The Gifts I Gained From Having A Learning Disability
Learning Disability definition, according to Google-a condition giving rise to difficulties in acquiring knowledge and skills to the level expected of those of the same age, especially when not associated with a physical handicap.
I was a child with a learning disability, I was a high school and college student with a learning disability, and I am an adult who has a learning disability — -but thanks to amazing teachers, parents and mentors I have acquired the skills to overcome my personal learning disability.
Sleeping, while being almost 40 weeks pregnant, has been quite the challenge and so at night my mind tends to wander in the past and dotes on my fears for the future. With starting a new business and bringing a totally new product to market, my fears have certainly heightened and my feelings of vulnerability and lack of confidence have hit an all-time high.
I remember sitting around a table with my parents, teachers and school administrators hearing talk about my learning disability and supports that would be put in place to help me succeed. I already had two tutors coming to the house and enjoyed my one-on-one lessons so I didn’t think twice about seeing more teachers in a smaller setting.
In elementary school, it seemed exciting to leave the classroom and get small group time, in a quiet room, with another teacher. There was something special about getting to leave the regular classroom and go sit on a medicine ball, listen to soft music play, and receive close to one-on-one attention. Come middle school, these special feelings turned into feelings of awkwardness and discomfort. For me, it felt like someone had turned on a light and everyone else in my class got the memo that it was a day to wear red shirts and blue jeans and I had missed the boat, again. Leaving the classroom for learning support began to feel like a big flag waving that showed I was different, learned things at a slower pace, and needed extra support to succeed. Come high school I used to wait until the bell would ring and then dodge into the learning support room, hoping no one would know or notice that Shannon Thacher spent class time in a “different” place and took tests in a “different” room. These feelings of vulnerability — feeling “less than” my peers, not as intelligent, a little slower to understand things, and “special” began festering inside and the negative self-talk kicked in.

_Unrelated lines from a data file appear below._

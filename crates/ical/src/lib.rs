//! iCalendar (RFC 5545) support for the kalends CalDAV server.
//!
//! The crate deliberately keeps two views of a parsed document: the
//! typed component tree the server validates and queries, and the
//! ordered raw content lines the folding printer round-trips back to
//! clients.

mod error;
mod lines;
mod parser;
mod print;
mod types;

pub use error::ParseError;
pub use parser::{Calendar, Component, Node};
pub use types::{
    CompKind, Duration, Frequency, RecurRule, Time, TimeKind, TzObservance, TzRuleKind, UtcOffset,
    Weekday, WeekdayNum,
};
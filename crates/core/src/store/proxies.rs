//! Proxy edge persistence

use super::{Mutation, Store, StoreError, is_constraint};
use crate::models::ProxyBits;

impl Store {
    /// Grant `peer` the given access on `principal`, or change an
    /// existing grant. The insert-then-update dance runs inside one
    /// transaction so two writers cannot interleave. `Constraint`
    /// means the peer principal does not exist.
    pub async fn proxy_upsert(
        &self,
        principal: i64,
        peer: i64,
        bits: ProxyBits,
    ) -> Result<Mutation, StoreError> {
        let mut tx = self.begin().await?;

        let res = sqlx::query("INSERT INTO proxy (principal,proxy,bits) VALUES (?,?,?)")
            .bind(principal)
            .bind(peer)
            .bind(bits as i64)
            .execute(&mut *tx)
            .await;
        match res {
            Ok(_) => {
                tx.commit().await?;
                self.log()
                    .info(format_args!("proxy created to {peer}: {}", bits as i64));
                return Ok(Mutation::Done(()));
            }
            Err(e) if is_constraint(&e) => {}
            Err(e) => return Err(e.into()),
        }

        // The edge (or a foreign-key problem) already exists; try the
        // update against the same pair.
        let res = sqlx::query("UPDATE proxy SET bits=? WHERE principal=? AND proxy=?")
            .bind(bits as i64)
            .bind(principal)
            .bind(peer)
            .execute(&mut *tx)
            .await;
        match res {
            Ok(done) if done.rows_affected() > 0 => {
                tx.commit().await?;
                self.log()
                    .info(format_args!("proxy updated to {peer}: {}", bits as i64));
                Ok(Mutation::Done(()))
            }
            Ok(_) => Ok(Mutation::Constraint),
            Err(e) if is_constraint(&e) => Ok(Mutation::Constraint),
            Err(e) => Err(e.into()),
        }
    }

    /// Remove a proxy edge if present.
    pub async fn proxy_remove(&self, principal: i64, peer: i64) -> Result<(), StoreError> {
        self.with_retry(async || {
            sqlx::query("DELETE FROM proxy WHERE principal=? AND proxy=?")
                .bind(principal)
                .bind(peer)
                .execute(self.pool())
                .await
                .map(|_| ())
        })
        .await?;
        self.log()
            .info(format_args!("deleted proxy (maybe) to {peer}"));
        Ok(())
    }
}

#[cfg(test)]
mod tests {
    use super::*;
    use crate::store::tests::open_store;

    async fn two_principals(store: &Store) -> (i64, i64) {
        let alice = store
            .principal_create("alice", "h", "alice@example.com", "cal")
            .await
            .expect("create")
            .done()
            .expect("id");
        let bob = store
            .principal_create("bob", "h", "bob@example.com", "cal")
            .await
            .expect("create")
            .done()
            .expect("id");
        (alice, bob)
    }

    #[tokio::test]
    async fn grant_appears_on_both_sides() {
        let (_dir, store) = open_store().await;
        let (alice, bob) = two_principals(&store).await;

        store
            .proxy_upsert(alice, bob, ProxyBits::Read)
            .await
            .expect("grant")
            .done()
            .expect("done");

        let alice_p = store
            .principal_load("alice")
            .await
            .expect("load")
            .expect("present");
        assert_eq!(alice_p.delegates.len(), 1);
        assert_eq!(alice_p.delegates[0].peer, bob);
        assert_eq!(alice_p.delegates[0].name, "bob");
        assert_eq!(alice_p.delegates[0].bits, ProxyBits::Read);
        assert_eq!(alice_p.delegated_bits(bob), Some(ProxyBits::Read));

        let bob_p = store
            .principal_load("bob")
            .await
            .expect("load")
            .expect("present");
        assert_eq!(bob_p.grantors.len(), 1);
        assert_eq!(bob_p.grantors[0].peer, alice);
        assert_eq!(bob_p.grantors[0].name, "alice");
    }

    #[tokio::test]
    async fn upsert_changes_bits() {
        let (_dir, store) = open_store().await;
        let (alice, bob) = two_principals(&store).await;

        store
            .proxy_upsert(alice, bob, ProxyBits::Read)
            .await
            .expect("grant");
        store
            .proxy_upsert(alice, bob, ProxyBits::Write)
            .await
            .expect("upgrade");

        let alice_p = store
            .principal_load("alice")
            .await
            .expect("load")
            .expect("present");
        assert_eq!(alice_p.delegates.len(), 1);
        assert_eq!(alice_p.delegates[0].bits, ProxyBits::Write);
    }

    #[tokio::test]
    async fn remove_revokes_access() {
        let (_dir, store) = open_store().await;
        let (alice, bob) = two_principals(&store).await;

        store
            .proxy_upsert(alice, bob, ProxyBits::Write)
            .await
            .expect("grant");
        store.proxy_remove(alice, bob).await.expect("remove");

        let alice_p = store
            .principal_load("alice")
            .await
            .expect("load")
            .expect("present");
        assert!(alice_p.delegates.is_empty());
        assert_eq!(alice_p.delegated_bits(bob), None);
    }

    #[tokio::test]
    async fn unknown_peer_is_constraint() {
        let (_dir, store) = open_store().await;
        let (alice, _bob) = two_principals(&store).await;

        let res = store
            .proxy_upsert(alice, 9999, ProxyBits::Read)
            .await
            .expect("query");
        assert_eq!(res, Mutation::Constraint);
    }
}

When I went to James Madison University, my freshman year, I remember wanting to tear up the IEP and pretend that I didn’t have a learning disability and start “fresh.” However, this was not the case and I spent time taking tests and receiving extra support in Wilson Hall, at the learning disabilities center. I remember not wanting to take advantage of the amazing services that were offered to me throughout college because of this stigma I had let grow inside of my mind.
Life is funny though and I ended up picking a profession, teaching, where I had to confront my fears and my view of having a learning disability. Becoming a teacher, an elementary teacher to be specific, forced me to look back at my educational years through a different lens. Sure, I LEARNED differently, I SAW things from a different perspective, but that didn’t mean that I was “less than” my peers. If anything, it gave me the gift of perseverance, the gift of humility, and the realization that I am not defined by the words on an IEP, but rather what I do as a person and the impact I can make on others lives with the skills and knowledge I have gained. I would not be who I am, not have been the teacher I was, or the mom I plan to be if I didn’t have a learning disability and experience the challenges it brought and at times, still brings.

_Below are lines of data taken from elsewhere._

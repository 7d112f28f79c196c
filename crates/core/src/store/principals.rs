//! Principal persistence

use sqlx::Row;
use sqlx::sqlite::SqliteRow;

use super::{Mutation, Store, StoreError, is_constraint};
use crate::models::{Collection, Principal, ProxyBits, ProxyGrant};

fn grant_from_row(row: &SqliteRow) -> Result<ProxyGrant, StoreError> {
    let bits_raw: i64 = row.get(2);
    let bits = ProxyBits::from_i64(bits_raw)
        .ok_or_else(|| StoreError::Sys(format!("bad proxy bits: {bits_raw}")))?;
    Ok(ProxyGrant {
        email: row.get(0),
        name: row.get(1),
        bits,
        peer: row.get(3),
        id: row.get(4),
    })
}

impl Store {
    /// Create a principal together with its initial collection, as one
    /// transaction. `Constraint` means the name or email is taken.
    pub async fn principal_create(
        &self,
        name: &str,
        hash: &str,
        email: &str,
        directory: &str,
    ) -> Result<Mutation<i64>, StoreError> {
        let mut tx = self.begin().await?;

        let res = sqlx::query("INSERT INTO principal (name,hash,email) VALUES (?,?,?)")
            .bind(name)
            .bind(hash)
            .bind(email)
            .execute(&mut *tx)
            .await;
        let id = match res {
            Ok(done) => done.last_insert_rowid(),
            Err(e) if is_constraint(&e) => return Ok(Mutation::Constraint),
            Err(e) => return Err(e.into()),
        };

        let res = sqlx::query("INSERT INTO collection (principal, url) VALUES (?,?)")
            .bind(id)
            .bind(directory)
            .execute(&mut *tx)
            .await;
        match res {
            Ok(_) => {}
            Err(e) if is_constraint(&e) => return Ok(Mutation::Constraint),
            Err(e) => return Err(e.into()),
        }

        tx.commit().await?;
        self.log()
            .info(format_args!("principal created: {email}, {name}"));
        Ok(Mutation::Done(id))
    }

    /// Load a principal by login name with its collections and both
    /// proxy directions.
    pub async fn principal_load(&self, name: &str) -> Result<Option<Principal>, StoreError> {
        let row = self
            .with_retry(async || {
                sqlx::query("SELECT hash,id,email FROM principal WHERE name=?")
                    .bind(name)
                    .fetch_optional(self.pool())
                    .await
            })
            .await?;
        let Some(row) = row else {
            return Ok(None);
        };

        let id: i64 = row.get(1);
        let (quota_used, quota_available) = self.quota_figures()?;
        let mut principal = Principal {
            id,
            name: name.to_string(),
            hash: row.get(0),
            email: row.get(2),
            quota_used,
            quota_available,
            collections: Vec::new(),
            delegates: Vec::new(),
            grantors: Vec::new(),
        };

        let rows = self
            .with_retry(async || {
                sqlx::query(
                    "SELECT url,displayname,colour,description,ctag,id \
                     FROM collection WHERE principal=?",
                )
                .bind(id)
                .fetch_all(self.pool())
                .await
            })
            .await?;
        for row in &rows {
            principal.collections.push(Collection {
                url: row.get(0),
                displayname: row.get(1),
                colour: row.get(2),
                description: row.get(3),
                ctag: row.get(4),
                id: row.get(5),
                principal: id,
            });
        }

        // Grantors: edges where this principal is the delegate.
        let rows = self
            .with_retry(async || {
                sqlx::query(
                    "SELECT p.email,p.name,proxy.bits,proxy.principal,proxy.id FROM proxy \
                     INNER JOIN principal p ON p.id=proxy.principal WHERE proxy.proxy=?",
                )
                .bind(id)
                .fetch_all(self.pool())
                .await
            })
            .await?;
        for row in &rows {
            principal.grantors.push(grant_from_row(row)?);
        }

        // Delegates: edges where this principal is the grantor.
        let rows = self
            .with_retry(async || {
                sqlx::query(
                    "SELECT p.email,p.name,proxy.bits,proxy.proxy,proxy.id FROM proxy \
                     INNER JOIN principal p ON p.id=proxy.proxy WHERE proxy.principal=?",
                )
                .bind(id)
                .fetch_all(self.pool())
                .await
            })
            .await?;
        for row in &rows {
            principal.delegates.push(grant_from_row(row)?);
        }

        Ok(Some(principal))
    }

    /// Resolve an email address to a principal id.
    pub async fn principal_identify(&self, email: &str) -> Result<Option<i64>, StoreError> {
        let row = self
            .with_retry(async || {
                sqlx::query("SELECT id FROM principal WHERE email=?")
                    .bind(email)
                    .fetch_optional(self.pool())
                    .await
            })
            .await?;
        Ok(row.map(|r| r.get(0)))
    }

    /// Update the credential hash and email. `Constraint` means the
    /// email is already taken.
    pub async fn principal_update(
        &self,
        id: i64,
        hash: &str,
        email: &str,
    ) -> Result<Mutation, StoreError> {
        let res = sqlx::query("UPDATE principal SET hash=?,email=? WHERE id=?")
            .bind(hash)
            .bind(email)
            .bind(id)
            .execute(self.pool())
            .await;
        match res {
            Ok(_) => {
                self.log().info(format_args!("principal updated"));
                Ok(Mutation::Done(()))
            }
            Err(e) if is_constraint(&e) => Ok(Mutation::Constraint),
            Err(e) => Err(e.into()),
        }
    }
}

#[cfg(test)]
mod tests {
    use super::*;
    use crate::store::tests::open_store;

    #[tokio::test]
    async fn create_load_roundtrip() {
        let (_dir, store) = open_store().await;
        let id = store
            .principal_create("alice", "abcd", "alice@example.com", "calendars")
            .await
            .expect("create")
            .done()
            .expect("created");

        let p = store
            .principal_load("alice")
            .await
            .expect("load")
            .expect("present");
        assert_eq!(p.id, id);
        assert_eq!(p.hash, "abcd");
        assert_eq!(p.email, "alice@example.com");
        assert_eq!(p.collections.len(), 1);
        assert_eq!(p.collections[0].url, "calendars");
        assert!(p.quota_available > 0);

        assert!(store.principal_load("bob").await.expect("load").is_none());
    }

    #[tokio::test]
    async fn duplicate_name_or_email_is_constraint() {
        let (_dir, store) = open_store().await;
        store
            .principal_create("alice", "x", "alice@example.com", "calendars")
            .await
            .expect("create");

        let dup = store
            .principal_create("alice", "x", "other@example.com", "calendars")
            .await
            .expect("query");
        assert_eq!(dup, Mutation::Constraint);

        let dup = store
            .principal_create("bob", "x", "alice@example.com", "calendars")
            .await
            .expect("query");
        assert_eq!(dup, Mutation::Constraint);
    }

    #[tokio::test]
    async fn update_and_identify() {
        let (_dir, store) = open_store().await;
        let id = store
            .principal_create("alice", "h1", "alice@example.com", "calendars")
            .await
            .expect("create")
            .done()
            .expect("id");

        store
            .principal_update(id, "h2", "new@example.com")
            .await
            .expect("update");
        let p = store
            .principal_load("alice")
            .await
            .expect("load")
            .expect("present");
        assert_eq!(p.hash, "h2");
        assert_eq!(p.email, "new@example.com");

        assert_eq!(
            store
                .principal_identify("new@example.com")
                .await
                .expect("identify"),
            Some(id)
        );
        assert_eq!(
            store
                .principal_identify("alice@example.com")
                .await
                .expect("identify"),
            None
        );
    }
}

Since opening up my online store and selling the DrippLip, many people have commented that what I am doing is brave, exciting, and inventive. I am glad they see it that way because most of the time, when I wake up at night and think about this journey I am on, I feel confused, intimidated and foolish. That vulnerable part of me starts to make its’ appearance late at night and the doubts of success set in. Do people like my product? Is it too different? Am I “less than” my friends and peers who are working with great companies or making a huge impact on others lives? I am not crafty like those amazing women and men on Etsy, so how will I ever compare? Will I be able to succeed?

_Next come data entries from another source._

use serde::Serialize;

use crate::error::RowError;

/// Portfolio Performance export columns (Italian locale).
pub mod columns {
    pub const DATE: &str = "Data";
    pub const TYPE: &str = "Tipo";
    pub const TITLE: &str = "Titolo";
    pub const SHARES: &str = "Azioni";
    pub const PRICE: &str = "Quotazione";
    pub const AMOUNT: &str = "Importo";
    pub const FEES: &str = "Commissioni";
    pub const NOTE: &str = "Note";
    pub const ORIGIN: &str = "Origine";

    /// Header tokens a Portfolio Performance export is recognized by.
    pub const SNIFF: &[&str] = &[DATE, TYPE, TITLE];
}

/// CryptoBooks import header, in output order.
pub const TRADE_HEADER: [&str; 11] = [
    "TYPE",
    "CATEGORY",
    "TRANSACTION DATE",
    "FROM CURRENCY",
    "FROM AMOUNT",
    "TO CURRENCY",
    "TO AMOUNT",
    "FEE CURRENCY",
    "FEE AMOUNT",
    "NOTES",
    "ORIGINAL ID",
];

/// One row of a Portfolio Performance export, fields as raw text.
#[derive(Debug, Clone, Default, PartialEq)]
pub struct SourceRecord {
    pub date: String,
    pub kind: String,
    pub title: String,
    pub shares: String,
    pub price: String,
    pub amount: String,
    pub fees: String,
    pub note: String,
    pub origin: String,
}

/// One CryptoBooks trade row. Field order matches [`TRADE_HEADER`].
#[derive(Debug, Clone, Default, PartialEq, Serialize)]
pub struct TradeRecord {
    #[serde(rename = "TYPE")]
    pub kind: String,
    #[serde(rename = "CATEGORY")]
    pub category: String,
    #[serde(rename = "TRANSACTION DATE")]
    pub date: String,
    #[serde(rename = "FROM CURRENCY")]
    pub from_currency: String,
    #[serde(rename = "FROM AMOUNT")]
    pub from_amount: String,
    #[serde(rename = "TO CURRENCY")]
    pub to_currency: String,
    #[serde(rename = "TO AMOUNT")]
    pub to_amount: String,
    #[serde(rename = "FEE CURRENCY")]
    pub fee_currency: String,
    #[serde(rename = "FEE AMOUNT")]
    pub fee_amount: String,
    #[serde(rename = "NOTES")]
    pub notes: String,
    #[serde(rename = "ORIGINAL ID")]
    pub original_id: String,
}

impl TradeRecord {
    /// `(header, value)` pairs in output order, for previews.
    pub fn fields(&self) -> [(&'static str, &str); 11] {
        [
            (TRADE_HEADER[0], self.kind.as_str()),
            (TRADE_HEADER[1], self.category.as_str()),
            (TRADE_HEADER[2], self.date.as_str()),
            (TRADE_HEADER[3], self.from_currency.as_str()),
            (TRADE_HEADER[4], self.from_amount.as_str()),
            (TRADE_HEADER[5], self.to_currency.as_str()),
            (TRADE_HEADER[6], self.to_amount.as_str()),
            (TRADE_HEADER[7], self.fee_currency.as_str()),
            (TRADE_HEADER[8], self.fee_amount.as_str()),
            (TRADE_HEADER[9], self.notes.as_str()),
            (TRADE_HEADER[10], self.original_id.as_str()),
        ]
    }
}

/// Result of converting one source row.
#[derive(Debug, Clone)]
pub enum RowOutcome {
    Converted {
        source: SourceRecord,
        trade: TradeRecord,
    },
    Skipped {
        /// Raw row content as read, for the error report.
        row: String,
        reason: RowError,
    },
}

#[derive(Debug, Clone, Copy, Default, PartialEq, Eq)]
pub struct ConversionSummary {
    pub converted: usize,
    pub skipped: usize,
}

impl ConversionSummary {
    pub fn record(&mut self, outcome: &RowOutcome) {
        match outcome {
            RowOutcome::Converted { .. } => self.converted += 1,
            RowOutcome::Skipped { .. } => self.skipped += 1,
        }
    }

    pub fn total(&self) -> usize {
        self.converted + self.skipped
    }
}
mod cli;
mod converter;
mod decimal;
mod error;
mod exporter;
mod fmt;
mod importer;
mod models;
mod settings;
mod symbols;

use clap::Parser;

use cli::Cli;
use error::Result;
use settings::{load_settings, Settings};

fn resolve_settings(cli: &Cli) -> Result<Settings> {
    let mut settings = load_settings(cli.settings.as_deref())?;
    if let Some(fiat) = &cli.fiat {
        settings.fiat_currency = fiat.clone();
    }
    Ok(settings)
}

fn main() {
    let cli = Cli::parse();

    let result = resolve_settings(&cli)
        .and_then(|settings| cli::convert::run(&cli.input, &cli.output, &settings, cli.quiet));

    if let Err(e) = result {
        eprintln!("Error: {e}");
        eprintln!("Conversion failed!");
        std::process::exit(1);
    }
}
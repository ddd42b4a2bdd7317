/// Format a number for Italian spreadsheets: `1234.56` → `1234,56`.
/// Zero becomes an empty cell so imports treat it as blank rather than "0".
pub fn excel_decimal(val: f64) -> String {
    if val == 0.0 {
        return String::new();
    }
    val.to_string().replace('.', ",")
}

/// Same as [`excel_decimal`] but with a fixed number of fraction digits.
pub fn excel_decimal_scaled(val: f64, scale: usize) -> String {
    if val == 0.0 {
        return String::new();
    }
    format!("{val:.scale$}").replace('.', ",")
}
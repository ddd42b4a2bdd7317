use std::path::PathBuf;

use thiserror::Error;

#[derive(Error, Debug)]
pub enum ConvertError {
    #[error("IO error: {0}")]
    Io(#[from] std::io::Error),

    #[error("CSV error: {0}")]
    Csv(#[from] csv::Error),

    #[error("File {} does not exist", .0.display())]
    SourceNotFound(PathBuf),

    #[error("Settings error: {0}")]
    Settings(String),
}

pub type Result<T> = std::result::Result<T, ConvertError>;

/// Why a single source row was left out of the output.
#[derive(Error, Debug, Clone, PartialEq)]
pub enum RowError {
    #[error("missing field '{0}'")]
    MissingField(String),
}
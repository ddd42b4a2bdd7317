use serde::{Deserialize, Serialize};

/// Asset names as they appear in Portfolio Performance titles, in match order.
const BUILTIN: &[(&str, &str)] = &[
    // Major cryptocurrencies
    ("Bitcoin", "BTC"),
    ("Ethereum", "ETH"),
    ("Cardano", "ADA"),
    ("Solana", "SOL"),
    ("Dogecoin", "DOGE"),
    ("Litecoin", "LTC"),
    ("Polkadot", "DOT"),
    ("Chainlink", "LINK"),
    ("Polygon", "MATIC"),
    // Exchange tokens
    ("Cronos", "CRO"),
    ("Binance Coin", "BNB"),
    // DeFi
    ("Cosmos", "ATOM"),
    ("Injective", "INJ"),
    ("NEAR", "NEAR"),
    ("Ondo", "ONDO"),
    ("Nexera", "NXRA"),
    ("Clearpool", "CPOOL"),
    ("Bittensor", "TAO"),
    ("Manta Network", "MANTA"),
    ("Dymension", "DYM"),
    // Fan tokens
    ("AC Milan Fan Token", "ACM"),
    ("Juventus Fan Token", "JUV"),
    ("Paris Saint-Germain Fan Token", "PSG"),
];

const UNKNOWN: &str = "UNKNOWN";

#[derive(Debug, Clone, PartialEq, Serialize, Deserialize)]
pub struct SymbolEntry {
    pub name: String,
    pub ticker: String,
}

#[derive(Debug, Clone)]
struct Needle {
    lowered: String,
    ticker: String,
}

/// Case-insensitive substring lookup from asset name to ticker.
/// Entries are tried in declaration order and the first hit wins.
#[derive(Debug, Clone)]
pub struct SymbolTable {
    needles: Vec<Needle>,
}

impl Default for SymbolTable {
    fn default() -> Self {
        Self::new(&[])
    }
}

impl SymbolTable {
    /// Build the table with `extra` entries ahead of the built-in ones.
    /// Entries with a blank name are ignored since they would match anything.
    pub fn new(extra: &[SymbolEntry]) -> Self {
        let user = extra
            .iter()
            .map(|e| (e.name.as_str(), e.ticker.as_str()));
        let needles = user
            .chain(BUILTIN.iter().copied())
            .filter(|(name, _)| !name.trim().is_empty())
            .map(|(name, ticker)| Needle {
                lowered: name.to_lowercase(),
                ticker: ticker.trim().to_string(),
            })
            .collect();
        Self { needles }
    }

    pub fn len(&self) -> usize {
        self.needles.len()
    }

    pub fn lookup(&self, title: &str) -> Option<&str> {
        let title_lower = title.to_lowercase();
        self.needles
            .iter()
            .find(|n| title_lower.contains(&n.lowered))
            .map(|n| n.ticker.as_str())
    }

    /// Resolve the ticker for a transaction title.
    ///
    /// Falls back to the first all-caps token of 3+ characters (with `EUR`
    /// removed), then to the upper-cased first word, each cut to 4 characters.
    pub fn extract(&self, title: &str) -> String {
        if let Some(ticker) = self.lookup(title) {
            return ticker.to_string();
        }

        let without_fiat = title.replace("EUR", "");
        if let Some(token) = without_fiat
            .split_whitespace()
            .find(|w| w.chars().count() >= 3 && is_upper(w))
        {
            return token.chars().take(4).collect();
        }

        match title.split_whitespace().next() {
            Some(first) => first.to_uppercase().chars().take(4).collect(),
            None => UNKNOWN.to_string(),
        }
    }
}

/// At least one cased character and no lower-case ones.
fn is_upper(word: &str) -> bool {
    word.chars().any(char::is_uppercase) && !word.chars().any(char::is_lowercase)
}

Each day I have to step back and remind myself that the only person I have to prove something to is me — -and the big man above. I don’t know that the DrippLip will be a huge success, but I do know that I wouldn’t have pursued my desire and dream of bringing it to market if I didn’t have the experience, skills and confidence that I gained through having a learning disability. Seeing the DrippLip being used in other households and knowing, through feedback we have received, that it is already providing clean feedings to other babies across the USA — reminds the little girl inside of me — who waited until the bell rang to run into the learning support room, felt “less than” her peers a majority of her educational years, and studied for hours and weeks to earn a B — -that she is fully capable and deserving of big things and making positive change, even if it means she has to work a little harder and a little longer to see it through.